**DIRECTIONS**
Determine the number of lines in the following entries that hold the word "domain". Give only that number.

____

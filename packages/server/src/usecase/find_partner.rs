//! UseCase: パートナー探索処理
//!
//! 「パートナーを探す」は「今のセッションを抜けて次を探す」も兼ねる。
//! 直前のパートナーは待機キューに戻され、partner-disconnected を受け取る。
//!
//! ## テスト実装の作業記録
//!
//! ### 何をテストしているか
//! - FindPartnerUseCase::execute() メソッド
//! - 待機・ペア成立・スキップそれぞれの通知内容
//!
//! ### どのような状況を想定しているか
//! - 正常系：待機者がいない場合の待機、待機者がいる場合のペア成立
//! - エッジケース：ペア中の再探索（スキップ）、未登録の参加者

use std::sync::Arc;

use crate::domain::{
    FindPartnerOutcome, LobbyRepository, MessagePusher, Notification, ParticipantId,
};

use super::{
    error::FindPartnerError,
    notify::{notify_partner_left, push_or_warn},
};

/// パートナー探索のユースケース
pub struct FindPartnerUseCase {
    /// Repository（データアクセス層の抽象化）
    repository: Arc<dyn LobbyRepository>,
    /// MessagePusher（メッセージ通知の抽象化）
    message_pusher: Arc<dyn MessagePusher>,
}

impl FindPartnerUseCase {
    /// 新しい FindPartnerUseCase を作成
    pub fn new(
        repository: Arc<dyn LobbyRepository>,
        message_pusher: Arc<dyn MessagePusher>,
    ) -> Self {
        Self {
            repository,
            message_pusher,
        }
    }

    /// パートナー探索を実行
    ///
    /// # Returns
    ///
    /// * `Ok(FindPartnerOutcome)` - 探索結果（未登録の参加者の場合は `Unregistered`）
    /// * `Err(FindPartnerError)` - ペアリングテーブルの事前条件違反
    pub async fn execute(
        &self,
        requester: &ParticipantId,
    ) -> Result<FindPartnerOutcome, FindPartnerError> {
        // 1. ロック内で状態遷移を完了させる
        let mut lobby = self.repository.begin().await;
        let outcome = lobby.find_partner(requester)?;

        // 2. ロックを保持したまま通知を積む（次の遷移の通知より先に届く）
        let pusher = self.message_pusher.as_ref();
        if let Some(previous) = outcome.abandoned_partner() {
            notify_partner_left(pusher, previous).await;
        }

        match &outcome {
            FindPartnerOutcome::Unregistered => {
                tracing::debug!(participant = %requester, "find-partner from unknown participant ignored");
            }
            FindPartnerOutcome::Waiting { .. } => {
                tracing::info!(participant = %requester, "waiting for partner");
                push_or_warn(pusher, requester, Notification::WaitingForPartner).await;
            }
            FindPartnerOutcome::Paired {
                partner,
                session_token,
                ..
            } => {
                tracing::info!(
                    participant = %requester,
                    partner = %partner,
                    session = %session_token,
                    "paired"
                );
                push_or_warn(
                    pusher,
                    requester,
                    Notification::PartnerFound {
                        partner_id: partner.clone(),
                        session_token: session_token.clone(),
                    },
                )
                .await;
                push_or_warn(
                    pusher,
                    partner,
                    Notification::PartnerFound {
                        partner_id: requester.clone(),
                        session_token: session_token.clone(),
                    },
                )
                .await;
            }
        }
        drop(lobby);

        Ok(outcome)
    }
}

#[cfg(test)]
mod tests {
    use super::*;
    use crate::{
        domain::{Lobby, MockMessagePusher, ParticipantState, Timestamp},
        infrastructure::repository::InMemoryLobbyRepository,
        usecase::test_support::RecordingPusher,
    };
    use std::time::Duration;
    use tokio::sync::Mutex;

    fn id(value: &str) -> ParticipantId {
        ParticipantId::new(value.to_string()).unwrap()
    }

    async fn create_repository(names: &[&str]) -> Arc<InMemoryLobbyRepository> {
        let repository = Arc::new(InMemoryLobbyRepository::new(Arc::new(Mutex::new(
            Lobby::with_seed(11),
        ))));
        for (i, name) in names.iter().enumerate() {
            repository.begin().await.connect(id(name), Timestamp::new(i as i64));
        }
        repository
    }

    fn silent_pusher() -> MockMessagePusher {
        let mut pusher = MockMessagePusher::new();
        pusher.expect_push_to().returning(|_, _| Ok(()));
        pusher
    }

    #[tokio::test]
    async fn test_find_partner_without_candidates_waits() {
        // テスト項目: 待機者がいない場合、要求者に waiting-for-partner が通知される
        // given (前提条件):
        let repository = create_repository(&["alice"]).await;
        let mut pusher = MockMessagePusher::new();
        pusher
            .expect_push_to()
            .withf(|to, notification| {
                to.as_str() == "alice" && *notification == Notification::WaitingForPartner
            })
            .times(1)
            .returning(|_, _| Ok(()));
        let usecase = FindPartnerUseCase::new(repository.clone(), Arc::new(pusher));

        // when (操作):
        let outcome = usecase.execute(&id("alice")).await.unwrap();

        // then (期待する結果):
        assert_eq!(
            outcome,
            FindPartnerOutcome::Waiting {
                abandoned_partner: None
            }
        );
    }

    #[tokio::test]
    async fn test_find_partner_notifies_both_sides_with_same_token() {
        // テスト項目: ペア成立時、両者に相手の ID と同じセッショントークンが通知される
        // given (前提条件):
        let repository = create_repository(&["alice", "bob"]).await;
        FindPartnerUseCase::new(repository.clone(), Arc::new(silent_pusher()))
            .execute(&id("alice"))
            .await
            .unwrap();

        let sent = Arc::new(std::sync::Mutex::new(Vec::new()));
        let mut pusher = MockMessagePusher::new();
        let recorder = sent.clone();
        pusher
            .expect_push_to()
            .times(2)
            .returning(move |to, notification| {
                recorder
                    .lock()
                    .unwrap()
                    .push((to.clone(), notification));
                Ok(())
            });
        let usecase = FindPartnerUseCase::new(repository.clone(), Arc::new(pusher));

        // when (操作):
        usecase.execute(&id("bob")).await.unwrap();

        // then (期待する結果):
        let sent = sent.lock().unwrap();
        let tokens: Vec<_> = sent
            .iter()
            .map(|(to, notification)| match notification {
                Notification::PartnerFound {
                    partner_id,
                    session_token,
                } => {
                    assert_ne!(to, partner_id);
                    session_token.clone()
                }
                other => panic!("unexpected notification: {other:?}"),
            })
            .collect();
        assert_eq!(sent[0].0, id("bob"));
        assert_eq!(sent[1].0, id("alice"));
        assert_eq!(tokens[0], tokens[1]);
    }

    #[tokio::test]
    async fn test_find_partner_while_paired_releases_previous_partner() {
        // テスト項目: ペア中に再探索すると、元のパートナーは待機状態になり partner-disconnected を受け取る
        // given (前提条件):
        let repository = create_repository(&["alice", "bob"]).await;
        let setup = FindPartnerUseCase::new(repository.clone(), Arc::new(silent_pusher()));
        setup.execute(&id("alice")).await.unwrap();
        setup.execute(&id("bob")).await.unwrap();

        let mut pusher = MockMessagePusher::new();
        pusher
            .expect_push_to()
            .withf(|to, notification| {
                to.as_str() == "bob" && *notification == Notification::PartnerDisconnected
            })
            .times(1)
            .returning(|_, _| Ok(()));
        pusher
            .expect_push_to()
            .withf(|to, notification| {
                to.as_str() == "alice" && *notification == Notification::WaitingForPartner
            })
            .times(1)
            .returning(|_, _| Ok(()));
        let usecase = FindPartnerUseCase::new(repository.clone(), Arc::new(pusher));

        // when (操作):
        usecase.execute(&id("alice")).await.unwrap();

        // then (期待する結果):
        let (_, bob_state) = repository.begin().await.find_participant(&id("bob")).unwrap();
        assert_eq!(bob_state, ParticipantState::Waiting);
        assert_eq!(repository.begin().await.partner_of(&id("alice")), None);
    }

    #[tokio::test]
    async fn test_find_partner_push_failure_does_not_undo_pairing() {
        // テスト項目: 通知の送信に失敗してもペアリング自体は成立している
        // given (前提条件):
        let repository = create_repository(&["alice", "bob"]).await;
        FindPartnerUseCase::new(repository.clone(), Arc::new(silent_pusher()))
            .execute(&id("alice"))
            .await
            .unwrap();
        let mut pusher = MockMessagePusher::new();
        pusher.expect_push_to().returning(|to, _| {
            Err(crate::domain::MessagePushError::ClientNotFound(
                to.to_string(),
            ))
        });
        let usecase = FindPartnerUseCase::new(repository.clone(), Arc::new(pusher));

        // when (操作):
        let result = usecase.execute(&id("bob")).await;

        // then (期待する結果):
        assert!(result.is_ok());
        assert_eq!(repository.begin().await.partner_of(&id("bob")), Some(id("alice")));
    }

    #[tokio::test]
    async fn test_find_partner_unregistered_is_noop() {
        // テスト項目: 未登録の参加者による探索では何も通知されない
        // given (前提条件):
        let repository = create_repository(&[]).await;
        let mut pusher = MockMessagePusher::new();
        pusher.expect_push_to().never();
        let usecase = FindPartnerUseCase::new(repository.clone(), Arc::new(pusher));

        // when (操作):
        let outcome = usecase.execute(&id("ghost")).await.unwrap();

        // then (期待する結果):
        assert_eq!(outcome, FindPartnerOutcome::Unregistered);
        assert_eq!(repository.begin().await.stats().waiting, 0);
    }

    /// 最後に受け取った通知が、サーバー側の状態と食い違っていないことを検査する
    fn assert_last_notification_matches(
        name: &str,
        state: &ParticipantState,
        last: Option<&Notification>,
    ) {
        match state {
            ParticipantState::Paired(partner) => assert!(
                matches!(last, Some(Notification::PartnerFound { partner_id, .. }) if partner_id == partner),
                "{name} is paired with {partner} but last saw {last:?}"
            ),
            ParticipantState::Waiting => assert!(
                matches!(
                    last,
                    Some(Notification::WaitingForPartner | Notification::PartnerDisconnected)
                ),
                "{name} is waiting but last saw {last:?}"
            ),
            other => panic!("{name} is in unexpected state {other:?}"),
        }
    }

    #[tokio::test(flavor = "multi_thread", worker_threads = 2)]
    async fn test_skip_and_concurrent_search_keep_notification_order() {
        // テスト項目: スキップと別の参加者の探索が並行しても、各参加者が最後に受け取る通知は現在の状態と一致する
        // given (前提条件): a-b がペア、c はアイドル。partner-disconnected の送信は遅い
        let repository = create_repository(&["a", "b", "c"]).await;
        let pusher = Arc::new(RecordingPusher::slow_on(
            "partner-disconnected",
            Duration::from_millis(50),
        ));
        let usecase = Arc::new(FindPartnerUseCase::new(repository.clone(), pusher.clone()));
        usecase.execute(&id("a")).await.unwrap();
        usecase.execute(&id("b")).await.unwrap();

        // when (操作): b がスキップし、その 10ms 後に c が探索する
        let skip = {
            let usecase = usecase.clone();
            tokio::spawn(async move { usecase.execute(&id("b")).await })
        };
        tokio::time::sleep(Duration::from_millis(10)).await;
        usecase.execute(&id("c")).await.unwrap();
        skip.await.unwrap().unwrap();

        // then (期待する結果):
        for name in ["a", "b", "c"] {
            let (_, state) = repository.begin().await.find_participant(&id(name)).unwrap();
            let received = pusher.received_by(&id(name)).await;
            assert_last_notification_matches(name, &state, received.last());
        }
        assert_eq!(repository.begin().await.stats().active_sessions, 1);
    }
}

____

**WRITTEN RESPONSE**
3